O silêncio diante de uma data que tem seu significado, principalmente para a efêmera imprensa alternativa e para o direito de informação, não dói nada pessoalmente, mas é parte de uma chaga social. Ainda mais numa região colonial como a nossa, a questão é aviltante: as pessoas são privadas de saber que a história está acontecendo e que nelas podiam ter participação, se soubessem o que sucede e como entrar no enredo.
Mesmo assim, a indiferença não desestimula nem enfraquece a crença no valor da boa informação para uma sociedade que, muitas vezes, se debate na escuridão. É menos danosa do que a agressão, a resposta irracional e violenta dos prejudicados ou atingidos pela crítica. Não é para agradá-los ou incensá-los que a imprensa se consolida como instituição vital nas democracias. Mesmo que continue a provocar críticas infundadas e injustas.
Gratidão e emoção
Um amigo me disse, na semana passada, que numa roda me foram feitas duas críticas frontais. Contestou a primeira: de que não critico a Companhia Vale do Rio Doce. O amigo apresentou seu próprio testemunho: vários anos atrás ele publicou artigo no qual eu atacava a empresa, por remeter para fora nossas riquezas e deixar aqui os buracos. Só quem não lê este jornal pode apresentar tal restrição.
Já quanto à segunda crítica, meu amigo se calou: que me considero dono da verdade.
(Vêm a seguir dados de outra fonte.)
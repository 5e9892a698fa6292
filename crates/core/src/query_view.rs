use std::collections::BTreeMap;

use crate::saved_query::SavedQueryRecord;

pub const NAME_DEFAULT: &str = "Untitled query";

#[derive(Debug, Clone, PartialEq, Eq)]
pub enum ParamValue {
    Single(String),
    Multiple(Vec<String>),
}

impl ParamValue {
    fn values(&self) -> &[String] {
        match self {
            Self::Single(value) => std::slice::from_ref(value),
            Self::Multiple(values) => values,
        }
    }

    fn first(&self) -> Option<&str> {
        self.values().first().map(String::as_str)
    }
}

/// Query-string parameters in deterministic key order.
#[derive(Debug, Clone, Default, PartialEq, Eq)]
pub struct QueryParams(BTreeMap<String, ParamValue>);

impl QueryParams {
    #[must_use]
    pub fn new() -> Self {
        Self::default()
    }

    pub fn insert_single(&mut self, key: impl Into<String>, value: impl Into<String>) {
        self.0.insert(key.into(), ParamValue::Single(value.into()));
    }

    /// Empty lists are not inserted.
    pub fn insert_multiple<I, S>(&mut self, key: impl Into<String>, values: I)
    where
        I: IntoIterator<Item = S>,
        S: Into<String>,
    {
        let values: Vec<String> = values.into_iter().map(Into::into).collect();
        if !values.is_empty() {
            self.0.insert(key.into(), ParamValue::Multiple(values));
        }
    }

    #[must_use]
    pub fn get(&self, key: &str) -> Option<&ParamValue> {
        self.0.get(key)
    }

    #[must_use]
    pub fn single(&self, key: &str) -> Option<&str> {
        self.0.get(key).and_then(ParamValue::first)
    }

    #[must_use]
    pub fn all(&self, key: &str) -> &[String] {
        match self.0.get(key) {
            Some(value) => value.values(),
            None => &[],
        }
    }

    pub fn iter(&self) -> impl Iterator<Item = (&String, &ParamValue)> {
        self.0.iter()
    }

    #[must_use]
    pub fn is_empty(&self) -> bool {
        self.0.is_empty()
    }

    #[must_use]
    pub fn len(&self) -> usize {
        self.0.len()
    }

    #[must_use]
    pub fn to_query_string(&self) -> String {
        let mut pairs = Vec::new();
        for (key, value) in &self.0 {
            for item in value.values() {
                pairs.push(format!(
                    "{}={}",
                    urlencoding::encode(key),
                    urlencoding::encode(item)
                ));
            }
        }
        pairs.join("&")
    }
}

#[derive(Debug, Clone, Copy, PartialEq, Eq)]
pub enum SortKind {
    Asc,
    Desc,
}

#[derive(Debug, Clone, PartialEq, Eq)]
pub struct Sort {
    pub field: String,
    pub kind: SortKind,
}

impl Sort {
    fn parse(raw: &str) -> Option<Self> {
        let raw = raw.trim();
        let (field, kind) = match raw.strip_prefix('-') {
            Some(field) => (field, SortKind::Desc),
            None => (raw, SortKind::Asc),
        };
        if field.is_empty() {
            return None;
        }
        Some(Self {
            field: field.to_string(),
            kind,
        })
    }

    #[must_use]
    pub fn encode(&self) -> String {
        match self.kind {
            SortKind::Asc => self.field.clone(),
            SortKind::Desc => format!("-{}", self.field),
        }
    }
}

fn parse_sorts(orderby: Option<&str>) -> Vec<Sort> {
    orderby
        .map(|raw| raw.split(',').filter_map(Sort::parse).collect())
        .unwrap_or_default()
}

/// One saved query's full definition as shown to the user.
///
/// Instances are never mutated after construction; every change produces a
/// new value.
#[derive(Debug, Clone, PartialEq, Eq)]
pub struct QueryView {
    pub id: Option<String>,
    pub name: String,
    pub version: u8,
    pub fields: Vec<String>,
    pub sorts: Vec<Sort>,
    pub query: String,
    pub project: Vec<u64>,
    pub environment: Vec<String>,
    pub stats_period: Option<String>,
    pub start: Option<String>,
    pub end: Option<String>,
}

impl QueryView {
    #[must_use]
    pub fn new_query() -> Self {
        Self {
            id: None,
            name: String::new(),
            version: 2,
            fields: Vec::new(),
            sorts: Vec::new(),
            query: String::new(),
            project: Vec::new(),
            environment: Vec::new(),
            stats_period: None,
            start: None,
            end: None,
        }
    }

    #[must_use]
    pub fn from_record(record: &SavedQueryRecord) -> Self {
        Self {
            id: Some(record.id.clone()),
            name: record.name.clone(),
            version: record.version,
            fields: record.fields.clone(),
            sorts: parse_sorts(record.orderby.as_deref()),
            query: record.query.clone(),
            project: record.projects.clone(),
            environment: record.environment.clone(),
            stats_period: record.range.clone(),
            start: record.start.clone(),
            end: record.end.clone(),
        }
    }

    /// Rebuilds a view from the parameters written by
    /// [`QueryView::to_query_string_params`]. Unparseable project ids are
    /// skipped.
    #[must_use]
    pub fn from_query_params(params: &QueryParams) -> Self {
        Self {
            id: params.single("id").map(str::to_string),
            name: params.single("name").unwrap_or_default().to_string(),
            version: params
                .single("version")
                .and_then(|raw| raw.parse().ok())
                .unwrap_or(2),
            fields: params.all("field").to_vec(),
            sorts: params
                .all("sort")
                .iter()
                .filter_map(|raw| Sort::parse(raw))
                .collect(),
            query: params.single("query").unwrap_or_default().to_string(),
            project: params
                .all("project")
                .iter()
                .filter_map(|raw| raw.parse().ok())
                .collect(),
            environment: params.all("environment").to_vec(),
            stats_period: params.single("statsPeriod").map(str::to_string),
            start: params.single("start").map(str::to_string),
            end: params.single("end").map(str::to_string),
        }
    }

    #[must_use]
    pub fn with_name(&self, name: impl Into<String>) -> Self {
        Self {
            name: name.into(),
            ..self.clone()
        }
    }

    #[must_use]
    pub fn with_query(&self, query: impl Into<String>) -> Self {
        Self {
            query: query.into(),
            ..self.clone()
        }
    }

    #[must_use]
    pub fn is_saved(&self) -> bool {
        self.id.is_some()
    }

    #[must_use]
    pub fn display_name(&self) -> &str {
        if self.name.is_empty() {
            NAME_DEFAULT
        } else {
            &self.name
        }
    }

    #[must_use]
    pub fn to_query_string_params(&self) -> QueryParams {
        let mut params = QueryParams::new();
        if let Some(id) = &self.id {
            params.insert_single("id", id.clone());
        }
        params.insert_single("name", self.name.clone());
        params.insert_single("version", self.version.to_string());
        params.insert_multiple("field", self.fields.iter().cloned());
        params.insert_multiple("sort", self.sorts.iter().map(Sort::encode));
        params.insert_single("query", self.query.clone());
        params.insert_multiple("project", self.project.iter().map(ToString::to_string));
        params.insert_multiple("environment", self.environment.iter().cloned());
        if let Some(stats_period) = &self.stats_period {
            params.insert_single("statsPeriod", stats_period.clone());
        }
        if let Some(start) = &self.start {
            params.insert_single("start", start.clone());
        }
        if let Some(end) = &self.end {
            params.insert_single("end", end.clone());
        }
        params
    }

    /// The record shape sent to the server. Unsaved views carry an empty id.
    #[must_use]
    pub fn to_record_payload(&self) -> SavedQueryRecord {
        let orderby = if self.sorts.is_empty() {
            None
        } else {
            Some(
                self.sorts
                    .iter()
                    .map(Sort::encode)
                    .collect::<Vec<_>>()
                    .join(","),
            )
        };

        SavedQueryRecord {
            id: self.id.clone().unwrap_or_default(),
            name: self.name.clone(),
            version: self.version,
            projects: self.project.clone(),
            fields: self.fields.clone(),
            orderby,
            query: self.query.clone(),
            environment: self.environment.clone(),
            range: self.stats_period.clone(),
            start: self.start.clone(),
            end: self.end.clone(),
            date_created: None,
            date_updated: None,
        }
    }
}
Essa não é uma crítica incomum, muito pelo contrário: é usual. A única coisa que peço a quem a faz ou diante dela se cala, como meu amigo (e da onça?) fez, é que leia com mais atenção o JP e, se não for pedir demasiado, também meus livros. Esta edição pode até servir de contraprova. Sem qualquer planejamento, ela se tornou interativa. Excetuada a especial, dos 20 anos, é a edição na qual mais o leitor falou. Não por tê-lo induzido, mas porque ele teve vontade de falar ao invés de calar-se, que parece ser a atitude comum dos nossos cidadãos, integrantes da maioria indesejavelmente silenciosa.
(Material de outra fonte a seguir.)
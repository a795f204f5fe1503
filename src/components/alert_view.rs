//! Alert View Component
//!
//! Active alerts table with a per-row resolve action.

use leptos::prelude::*;
use leptos::task::spawn_local;

use dashboard_core::{AlertBoard, AlertPhase, AlertRecord, Backend};

use crate::context::use_dashboard;

#[component]
pub fn AlertView() -> impl IntoView {
    let ctx = use_dashboard();
    let board = RwSignal::new(AlertBoard::new());

    // Load once on mount
    Effect::new(move |_| {
        spawn_local(async move {
            let result = ctx.backend().active_alerts().await;
            board.try_update(|b| b.apply_load(result, &ctx.toasts));
        });
    });

    // Requests for different ids run independently; nothing blocks a repeat
    let on_resolve = Callback::new(move |id: u32| {
        board.update(|b| b.begin_resolve(id));
        spawn_local(async move {
            let result = ctx.backend().resolve_alert(id).await;
            board.try_update(|b| b.apply_resolve(id, result, &ctx.toasts));
        });
    });

    let phase = Memo::new(move |_| board.with(|b| b.phase()));

    view! {
        <section class="panel alert-panel">
            <h2 class="panel-title">"Active Alerts"</h2>
            {move || match phase.get() {
                AlertPhase::Loading => view! {
                    <div class="panel-loading">"Loading alerts…"</div>
                }.into_any(),
                AlertPhase::Empty => view! {
                    <div class="panel-empty">"No active alerts."</div>
                }.into_any(),
                AlertPhase::Populated => view! {
                    <div class="table-scroll">
                        <table class="data-table">
                            <thead>
                                <tr>
                                    <th>"Time"</th>
                                    <th>"Severity"</th>
                                    <th>"Message"</th>
                                    <th>"Action"</th>
                                </tr>
                            </thead>
                            <tbody>
                                <For
                                    each=move || board.with(|b| b.alerts().to_vec())
                                    key=|alert| alert.id
                                    children=move |alert| view! {
                                        <AlertRow alert=alert board=board on_resolve=on_resolve />
                                    }
                                />
                            </tbody>
                        </table>
                    </div>
                }.into_any(),
            }}
        </section>
    }
}

#[component]
fn AlertRow(
    alert: AlertRecord,
    board: RwSignal<AlertBoard>,
    on_resolve: Callback<u32>,
) -> impl IntoView {
    let id = alert.id;
    let time = alert.time_label();
    let severity_class = format!("cell-nowrap capitalize {}", alert.severity.style_class());
    let severity = alert.severity.label().to_string();
    let busy = move || board.with(|b| b.is_resolving(id));

    view! {
        <tr>
            <td class="cell-nowrap">{time}</td>
            <td class=severity_class>{severity}</td>
            <td>{alert.message}</td>
            <td class="cell-nowrap">
                <button class="resolve-btn" disabled=busy on:click=move |_| on_resolve.run(id)>
                    "Resolve"
                </button>
            </td>
        </tr>
    }
}
//! Cancellable polling.
//!
//! The schedule is an interval stream anchored at start time, so request
//! latency never shifts later ticks. The browser passes a JS interval;
//! tests pass a virtual clock. Cancelling aborts the whole poll future,
//! which drops the pending interval and any request in flight.

use std::future::Future;

use futures::future::{AbortHandle, Abortable};
use futures::{FutureExt, Stream, StreamExt};

/// Stops a poll future created by [`cancellable_poll`]
#[derive(Debug, Clone)]
pub struct CancelToken(AbortHandle);

impl CancelToken {
    pub fn cancel(&self) {
        self.0.abort();
    }

    pub fn is_cancelled(&self) -> bool {
        self.0.is_aborted()
    }
}

/// Run `tick` now and once per item of `interval`.
async fn poll_loop<I, T, TF>(mut interval: I, mut tick: T)
where
    I: Stream<Item = ()> + Unpin,
    T: FnMut() -> TF,
    TF: Future<Output = ()>,
{
    tick().await;
    while interval.next().await.is_some() {
        tick().await;
    }
}

/// Build the poll future and the token that ends it.
///
/// After `cancel()` the future resolves on its next poll without running
/// another tick, and the executor drops it together with `interval`.
pub fn cancellable_poll<I, T, TF>(interval: I, tick: T) -> (impl Future<Output = ()>, CancelToken)
where
    I: Stream<Item = ()> + Unpin,
    T: FnMut() -> TF,
    TF: Future<Output = ()>,
{
    let (handle, registration) = AbortHandle::new_pair();
    let poller = Abortable::new(poll_loop(interval, tick), registration).map(|outcome| {
        if outcome.is_err() {
            log::debug!("[POLL] Stopped");
        }
    });
    (poller, CancelToken(handle))
}

#[cfg(test)]
mod tests {
    use super::*;
    use std::cell::Cell;
    use std::pin::Pin;
    use std::rc::Rc;
    use std::task::{Context, Poll};
    use std::time::Duration;

    use futures::executor::{block_on, LocalPool};
    use futures::future::ready;
    use futures::task::LocalSpawnExt;

    /// Interval on a shared virtual clock, ending after `window`.
    /// Like `setInterval`, overdue boundaries fire immediately.
    struct VirtualInterval {
        clock: Rc<Cell<Duration>>,
        period: Duration,
        next_fire: Duration,
        window: Duration,
    }

    impl VirtualInterval {
        fn new(clock: Rc<Cell<Duration>>, period: Duration, window: Duration) -> Self {
            Self { clock, period, next_fire: period, window }
        }
    }

    impl Stream for VirtualInterval {
        type Item = ();

        fn poll_next(mut self: Pin<&mut Self>, _cx: &mut Context<'_>) -> Poll<Option<()>> {
            if self.next_fire > self.window {
                return Poll::Ready(None);
            }
            let fire = self.next_fire;
            if self.clock.get() < fire {
                self.clock.set(fire);
            }
            self.next_fire = fire + self.period;
            Poll::Ready(Some(()))
        }
    }

    /// Ticks within `window` when every request takes `latency`
    fn count_ticks(window: Duration, latency: Duration) -> usize {
        let clock = Rc::new(Cell::new(Duration::ZERO));
        let ticks = Cell::new(0usize);
        let interval = VirtualInterval::new(clock.clone(), Duration::from_secs(30), window);

        let (poller, _token) = cancellable_poll(interval, || {
            ticks.set(ticks.get() + 1);
            clock.set(clock.get() + latency);
            ready(())
        });
        block_on(poller);

        ticks.get()
    }

    #[test]
    fn test_ticks_immediately_then_per_interval() {
        assert_eq!(count_ticks(Duration::from_secs(1), Duration::ZERO), 1);
        assert_eq!(count_ticks(Duration::from_secs(30), Duration::ZERO), 2);
        assert_eq!(count_ticks(Duration::from_secs(95), Duration::ZERO), 4);
    }

    #[test]
    fn test_request_latency_does_not_drift_schedule() {
        let window = Duration::from_secs(300);
        let expected = count_ticks(window, Duration::ZERO);
        assert_eq!(expected, 11);
        assert_eq!(count_ticks(window, Duration::from_secs(1)), expected);
        assert_eq!(count_ticks(window, Duration::from_secs(29)), expected);
    }

    /// Interval that never fires and records when it is dropped
    struct PendingInterval {
        dropped: Rc<Cell<bool>>,
    }

    impl Stream for PendingInterval {
        type Item = ();

        fn poll_next(self: Pin<&mut Self>, _cx: &mut Context<'_>) -> Poll<Option<()>> {
            Poll::Pending
        }
    }

    impl Drop for PendingInterval {
        fn drop(&mut self) {
            self.dropped.set(true);
        }
    }

    #[test]
    fn test_cancel_drops_pending_interval() {
        let dropped = Rc::new(Cell::new(false));
        let ticks = Rc::new(Cell::new(0usize));
        let tick_count = ticks.clone();

        let (poller, token) = cancellable_poll(PendingInterval { dropped: dropped.clone() }, move || {
            tick_count.set(tick_count.get() + 1);
            ready(())
        });

        let mut pool = LocalPool::new();
        pool.spawner().spawn_local(poller).unwrap();
        pool.run_until_stalled();
        assert_eq!(ticks.get(), 1);
        assert!(!dropped.get());

        token.cancel();
        assert!(token.is_cancelled());
        pool.run_until_stalled();

        assert!(dropped.get());
        assert_eq!(ticks.get(), 1);
    }

    #[test]
    fn test_cancel_before_start_never_ticks() {
        let ticks = Cell::new(0usize);
        let dropped = Rc::new(Cell::new(false));

        let (poller, token) = cancellable_poll(PendingInterval { dropped: dropped.clone() }, || {
            ticks.set(ticks.get() + 1);
            ready(())
        });
        token.cancel();
        block_on(poller);

        assert_eq!(ticks.get(), 0);
    }

    #[test]
    fn test_clones_share_cancellation() {
        let (_poller, token) = cancellable_poll(futures::stream::empty::<()>(), || ready(()));
        let other = token.clone();
        assert!(!other.is_cancelled());
        token.cancel();
        assert!(other.is_cancelled());
    }
}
Eu não falo por impulso da eloqüência ou por capricho da vontade. Se fosse assim, já teria me destruído como profissional da informação, que atua no mercado há quase 42 anos. Não teria a credibilidade que, felizmente, consegui preservar nesta já longa caminhada. Antes de escrever, identifico as fontes de informação sobre o tema a abordar e procuro extrair delas o máximo possível. Checo mais uma vez antes de passar em frente meu texto.
Ao longo dos anos, esse processo me permitiu começar a ser, eu próprio, uma fonte geradora de informações, interpretações, análises, opiniões. É do meu dever – e também da minha natureza – partilhar o que sei com a sociedade. Se o que sei e publico não é a verdade, nem dela sequer se aproxima, os que quiserem contestar têm no jornal o espaço para se manifestar. E se me convencerem do que dizem, os seguirei. É assim que consigo aprender e evoluir. Não tenho vocação para estátua de sal, apesar de toda minha curiosidade. A polêmica é um dos veios mais férteis da minha formação. Lamento que as polêmicas se tenham empobrecido tanto, quando simplesmente não desaparecem. Mas não com a minha contribuição, ativa ou passiva.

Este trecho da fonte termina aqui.